2023年は、金融市場の不安定さや景気後退への懸念も金の需要が高まる要因となりました。インフレを抑えるための急速な利上げは、一部の金融機関の経営不安を引き起こし、金融システムに対する懸念を高める結果となったのです。
また、景気後退の可能性があると判断されると、株式などのリスク資産からより安全な資産へと資金を移動させる動きが強まる傾向にあります。金は、金融市場の不安定な状況や景気後退の懸念が高まる中で投資家のポートフォリオにおいて重要な位置を占めました。したがって、2023年の金価格は、インフレがやや低下した状況においても金融市場の不安定性と景気後退懸念などの要因により大きく下がることはなかったのです。

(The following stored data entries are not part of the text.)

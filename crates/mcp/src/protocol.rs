// MCP protocol types and definitions (JSON-RPC 2.0)

use serde::{Deserialize, Serialize};
use serde_json::Value;

pub const JSONRPC_VERSION: &str = "2.0";
pub const PROTOCOL_VERSION: &str = "2024-11-05";

/// JSON-RPC 2.0 Request; a missing `id` makes it a notification
#[derive(Debug, Clone, Serialize, Deserialize)]
pub struct JsonRpcRequest {
    pub jsonrpc: String,
    #[serde(default, skip_serializing_if = "Option::is_none")]
    pub id: Option<Value>,
    pub method: String,
    #[serde(default, skip_serializing_if = "Option::is_none")]
    pub params: Option<Value>,
}

impl JsonRpcRequest {
    pub fn new(id: impl Into<Value>, method: impl Into<String>, params: Option<Value>) -> Self {
        Self {
            jsonrpc: JSONRPC_VERSION.to_string(),
            id: Some(id.into()),
            method: method.into(),
            params,
        }
    }

    pub fn notification(method: impl Into<String>, params: Option<Value>) -> Self {
        Self {
            jsonrpc: JSONRPC_VERSION.to_string(),
            id: None,
            method: method.into(),
            params,
        }
    }

    pub fn is_notification(&self) -> bool {
        self.id.is_none()
    }
}

/// JSON-RPC 2.0 Response
#[derive(Debug, Clone, Serialize, Deserialize)]
pub struct JsonRpcResponse {
    pub jsonrpc: String,
    pub id: Value,
    #[serde(skip_serializing_if = "Option::is_none")]
    pub result: Option<Value>,
    #[serde(skip_serializing_if = "Option::is_none")]
    pub error: Option<JsonRpcError>,
}

impl JsonRpcResponse {
    pub fn success(id: Value, result: Value) -> Self {
        Self {
            jsonrpc: JSONRPC_VERSION.to_string(),
            id,
            result: Some(result),
            error: None,
        }
    }

    pub fn error(id: Value, error: JsonRpcError) -> Self {
        Self {
            jsonrpc: JSONRPC_VERSION.to_string(),
            id,
            result: None,
            error: Some(error),
        }
    }
}

/// JSON-RPC 2.0 Error
#[derive(Debug, Clone, Serialize, Deserialize)]
pub struct JsonRpcError {
    pub code: i32,
    pub message: String,
    #[serde(skip_serializing_if = "Option::is_none")]
    pub data: Option<Value>,
}

impl JsonRpcError {
    pub const PARSE_ERROR: i32 = -32700;
    pub const INVALID_REQUEST: i32 = -32600;
    pub const METHOD_NOT_FOUND: i32 = -32601;
    pub const INVALID_PARAMS: i32 = -32602;
    pub const INTERNAL_ERROR: i32 = -32603;

    pub fn parse_error(detail: impl std::fmt::Display) -> Self {
        Self {
            code: Self::PARSE_ERROR,
            message: format!("Parse error: {}", detail),
            data: None,
        }
    }

    pub fn invalid_request(message: impl Into<String>) -> Self {
        Self {
            code: Self::INVALID_REQUEST,
            message: message.into(),
            data: None,
        }
    }

    pub fn method_not_found(method: &str) -> Self {
        Self {
            code: Self::METHOD_NOT_FOUND,
            message: format!("Method not found: {}", method),
            data: None,
        }
    }

    pub fn invalid_params(message: impl Into<String>) -> Self {
        Self {
            code: Self::INVALID_PARAMS,
            message: message.into(),
            data: None,
        }
    }

    pub fn internal_error(message: impl Into<String>) -> Self {
        Self {
            code: Self::INTERNAL_ERROR,
            message: message.into(),
            data: None,
        }
    }
}

// MCP-specific protocol messages

/// Tool definition for MCP
#[derive(Debug, Clone, Serialize, Deserialize)]
pub struct ToolSchema {
    pub name: String,
    pub description: String,
    #[serde(rename = "inputSchema")]
    pub input_schema: Value,
}

#[derive(Debug, Clone, Serialize, Deserialize)]
pub struct ListToolsResult {
    pub tools: Vec<ToolSchema>,
}

#[derive(Debug, Clone, Serialize, Deserialize)]
pub struct CallToolParams {
    pub name: String,
    #[serde(default)]
    pub arguments: Option<Value>,
}

#[derive(Debug, Clone, Serialize, Deserialize)]
pub struct CallToolResult {
    pub content: Vec<ToolContent>,
    #[serde(rename = "isError", default, skip_serializing_if = "Option::is_none")]
    pub is_error: Option<bool>,
}

impl CallToolResult {
    pub fn is_error(&self) -> bool {
        self.is_error.unwrap_or(false)
    }

    /// Text of the first text content block
    pub fn text(&self) -> Option<&str> {
        self.content.iter().find_map(|c| match c {
            ToolContent::Text { text } => Some(text.as_str()),
            _ => None,
        })
    }
}

#[derive(Debug, Clone, Serialize, Deserialize)]
#[serde(tag = "type")]
pub enum ToolContent {
    #[serde(rename = "text")]
    Text { text: String },
    #[serde(rename = "image")]
    Image {
        data: String,
        #[serde(rename = "mimeType")]
        mime_type: String,
    },
    #[serde(rename = "resource")]
    Resource {
        uri: String,
        #[serde(rename = "mimeType")]
        mime_type: String,
    },
}

impl ToolContent {
    pub fn text(text: impl Into<String>) -> Self {
        Self::Text { text: text.into() }
    }
}

#[derive(Debug, Clone, Serialize, Deserialize)]
pub struct InitializeParams {
    #[serde(rename = "protocolVersion")]
    pub protocol_version: String,
    #[serde(default)]
    pub capabilities: Value,
    #[serde(rename = "clientInfo")]
    pub client_info: ClientInfo,
}

#[derive(Debug, Clone, Serialize, Deserialize)]
pub struct ClientInfo {
    pub name: String,
    #[serde(default)]
    pub version: String,
}

#[derive(Debug, Clone, Serialize, Deserialize)]
pub struct InitializeResult {
    #[serde(rename = "protocolVersion")]
    pub protocol_version: String,
    pub capabilities: ServerCapabilities,
    #[serde(rename = "serverInfo")]
    pub server_info: ServerInfo,
    #[serde(skip_serializing_if = "Option::is_none")]
    pub instructions: Option<String>,
}

#[derive(Debug, Clone, Serialize, Deserialize)]
pub struct ServerCapabilities {
    pub tools: Option<ToolsCapability>,
}

#[derive(Debug, Clone, Serialize, Deserialize)]
pub struct ToolsCapability {
    #[serde(rename = "listChanged")]
    pub list_changed: bool,
}

#[derive(Debug, Clone, PartialEq, Serialize, Deserialize)]
pub struct ServerInfo {
    pub name: String,
    pub version: String,
}

impl ServerInfo {
    pub fn new(name: impl Into<String>) -> Self {
        Self {
            name: name.into(),
            version: env!("CARGO_PKG_VERSION").to_string(),
        }
    }
}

2021年から2023年の金相場を分析すると、世界的なインフレの高まりが資産防衛の手段として金の需要を大きく高めたことが明らかになりました。コロナ禍からの経済回復に伴う供給制約や資源価格の高騰がインフレを高める中で、金は現金の価値が下がったことに対する有効な対策として認識されました。
その後、依然として高水準の物価や、ウクライナ情勢の長期化による地政学リスクの高まり、さらには金融市場の不安定性や景気後退への懸念などの要因により金の価値が下がることはなかったのです。この期間を通じて、金はインフレという経済的な不安定さだけでなく地政学的なリスクや景気後退から資産を守るための重要な役割を果たしているといえるでしょう。